→ **TASK TO COMPLETE**
Below are the entries. Transcribe exactly the lines from the one with "record with id" through the one with "async fn delete_car(&self, car_id: &str)", ends included, and leave out all others.

→ **SUPPLIED RECORDS**

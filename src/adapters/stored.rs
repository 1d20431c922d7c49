use crate::domain::model::CarRecord;
use crate::domain::ports::{CarService, Storage};
use crate::domain::rules::{prepare_new_car, prepare_replacement, require_car_id};
use crate::utils::error::{Result, ServiceError};
use async_trait::async_trait;
use std::collections::HashMap;
use std::sync::{Arc, OnceLock};
use tokio::sync::Mutex;
use uuid::Uuid;

pub const DEFAULT_DOCUMENT: &str = "cars.json";

/// One writer lock per document key, shared by every service in the process.
fn document_lock(key: String) -> Arc<Mutex<()>> {
    static LOCKS: OnceLock<std::sync::Mutex<HashMap<String, Arc<Mutex<()>>>>> = OnceLock::new();
    let mut locks = LOCKS
        .get_or_init(Default::default)
        .lock()
        .unwrap_or_else(|poisoned| poisoned.into_inner());
    locks.entry(key).or_default().clone()
}

/// Keeps the whole collection as one JSON document in a `Storage`.
///
/// Every mutation rewrites the document in a single `write_file` call, so a
/// failed write leaves the previous collection in place. Writers of the same
/// document (by `Storage::document_key`) are serialized within the process,
/// across service instances; separate processes are not coordinated.
pub struct StoredCarService<S: Storage> {
    storage: S,
    document: String,
    write_lock: Arc<Mutex<()>>,
}

impl<S: Storage> StoredCarService<S> {
    pub fn new(storage: S) -> Self {
        Self::with_document(storage, DEFAULT_DOCUMENT)
    }

    pub fn with_document(storage: S, document: impl Into<String>) -> Self {
        let document = document.into();
        let write_lock = document_lock(storage.document_key(&document));
        Self {
            storage,
            document,
            write_lock,
        }
    }

    pub fn storage(&self) -> &S {
        &self.storage
    }

    async fn load(&self) -> Result<Vec<CarRecord>> {
        let data = self.storage.read_file(&self.document).await.map_err(|e| {
            ServiceError::unavailable(
                "car store could not be read",
                format!("reading {}: {}", self.document, e),
            )
        })?;

        match data {
            None => Ok(Vec::new()),
            Some(bytes) if bytes.iter().all(u8::is_ascii_whitespace) => Ok(Vec::new()),
            Some(bytes) => serde_json::from_slice(&bytes).map_err(|e| {
                ServiceError::internal(
                    "car store is corrupt",
                    format!("parsing {}: {}", self.document, e),
                )
            }),
        }
    }

    async fn save(&self, cars: &[CarRecord]) -> Result<()> {
        let data = serde_json::to_vec_pretty(cars).map_err(|e| {
            ServiceError::internal("car store could not be encoded", e.to_string())
        })?;

        tracing::debug!(
            "Writing {} cars ({} bytes) to {}",
            cars.len(),
            data.len(),
            self.document
        );
        self.storage
            .write_file(&self.document, &data)
            .await
            .map_err(|e| {
                ServiceError::internal(
                    "car store could not be written",
                    format!("writing {}: {}", self.document, e),
                )
            })
    }
}

fn not_found(car_id: &str, document: &str) -> ServiceError {
    ServiceError::not_found(
        format!("car {} not found", car_id),
        format!("no record with id '{}' in {}", car_id, document),
    )
}

#[async_trait]
impl<S: Storage> CarService for StoredCarService<S> {
    async fn get_one_car(&self, car_id: &str) -> Result<CarRecord> {
        require_car_id(car_id)?;
        self.load()
            .await?
            .into_iter()
            .find(|car| car.id() == Some(car_id))
            .ok_or_else(|| not_found(car_id, &self.document))
    }

    async fn get_all_cars(&self) -> Result<Vec<CarRecord>> {
        self.load().await
    }

    async fn create_car(&self, car: CarRecord) -> Result<()> {
        prepare_new_car(&car)?;
        let _guard = self.write_lock.lock().await;

        let mut cars = self.load().await?;
        cars.push(car.with_id(Uuid::new_v4().to_string()));
        self.save(&cars).await
    }

    async fn update_car(&self, car: CarRecord) -> Result<()> {
        let id = prepare_replacement(&car)?.to_string();
        let _guard = self.write_lock.lock().await;

        let mut cars = self.load().await?;
        let slot = cars
            .iter_mut()
            .find(|existing| existing.id() == Some(id.as_str()))
            .ok_or_else(|| not_found(&id, &self.document))?;
        *slot = car;
        self.save(&cars).await
    }

    async fn delete_car(&self, car_id: &str) -> Result<()> {
        require_car_id(car_id)?;
        let _guard = self.write_lock.lock().await;

        let mut cars = self.load().await?;
        let before = cars.len();
        cars.retain(|car| car.id() != Some(car_id));
        if cars.len() == before {
            return Err(not_found(car_id, &self.document));
        }
        self.save(&cars).await
    }
}
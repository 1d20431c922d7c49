use car_service::config::Command;
use car_service::utils::logger;
use car_service::{
    build_backend, CarRecord, CarService, CliConfig, ErrorCategory, ServiceError, TracedCarService,
};
use clap::Parser;

#[tokio::main]
async fn main() -> anyhow::Result<()> {
    let cli = CliConfig::parse();

    let config = match cli.resolve() {
        Ok(config) => config,
        Err(e) => {
            // 日誌尚未初始化，直接輸出
            eprintln!("❌ Configuration error: {}", e);
            std::process::exit(1);
        }
    };

    if cli.json_logs || config.json_logs() {
        logger::init_json_logger(cli.verbose, config.log_level());
    } else {
        logger::init_cli_logger(cli.verbose, config.log_level());
    }

    tracing::info!("Starting car-service with {} backend", config.backend.kind);
    if cli.verbose {
        tracing::debug!("Resolved config: {:?}", config);
    }

    let backend = build_backend(&config.backend)?;
    let service = TracedCarService::new(backend, config.backend.kind.to_string());

    if let Err(e) = run(&service, cli.command).await {
        tracing::error!(
            "❌ Command failed: {} (status {}, category {:?}): {}",
            e,
            e.status(),
            e.category(),
            e.original_message()
        );
        eprintln!("❌ {}", e);
        eprintln!("💡 {}", e.recovery_suggestion());

        let exit_code = match e.category() {
            ErrorCategory::InvalidRequest => 2,
            ErrorCategory::NotFound => 3,
            ErrorCategory::Conflict => 4,
            ErrorCategory::Backend | ErrorCategory::Unknown => 1,
        };
        std::process::exit(exit_code);
    }

    Ok(())
}

async fn run<S: CarService>(service: &S, command: Command) -> Result<(), ServiceError> {
    match command {
        Command::List => {
            let cars = service.get_all_cars().await?;
            print_json(&cars)?;
        }
        Command::Get { id } => {
            let car = service.get_one_car(&id).await?;
            print_json(&car)?;
        }
        Command::Create(args) => {
            service.create_car(CarRecord::from(args)).await?;
            println!("✅ Car created");
        }
        Command::Update { id, car } => {
            service.update_car(CarRecord::from(car).with_id(id.clone())).await?;
            println!("✅ Car {} updated", id);
        }
        Command::Delete { id } => {
            service.delete_car(&id).await?;
            println!("✅ Car {} deleted", id);
        }
    }
    Ok(())
}

fn print_json<T: serde::Serialize>(value: &T) -> Result<(), ServiceError> {
    let json = serde_json::to_string_pretty(value)
        .map_err(|e| ServiceError::internal("could not render output", e.to_string()))?;
    println!("{}", json);
    Ok(())
}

→ **RESULT OF THE TASK**
        format!("no record with id '{}' in {}", car_id, document),
    )
}

#[async_trait]
impl<S: Storage> CarService for StoredCarService<S> {
    async fn get_one_car(&self, car_id: &str) -> Result<CarRecord> {
        require_car_id(car_id)?;
        self.load()
            .await?
            .into_iter()
            .find(|car| car.id() == Some(car_id))
            .ok_or_else(|| not_found(car_id, &self.document))
    }

    async fn get_all_cars(&self) -> Result<Vec<CarRecord>> {
        self.load().await
    }

    async fn create_car(&self, car: CarRecord) -> Result<()> {
        prepare_new_car(&car)?;
        let _guard = self.write_lock.lock().await;

        let mut cars = self.load().await?;
        cars.push(car.with_id(Uuid::new_v4().to_string()));
        self.save(&cars).await
    }

    async fn update_car(&self, car: CarRecord) -> Result<()> {
        let id = prepare_replacement(&car)?.to_string();
        let _guard = self.write_lock.lock().await;

        let mut cars = self.load().await?;
        let slot = cars
            .iter_mut()
            .find(|existing| existing.id() == Some(id.as_str()))
            .ok_or_else(|| not_found(&id, &self.document))?;
        *slot = car;
        self.save(&cars).await
    }

    async fn delete_car(&self, car_id: &str) -> Result<()> {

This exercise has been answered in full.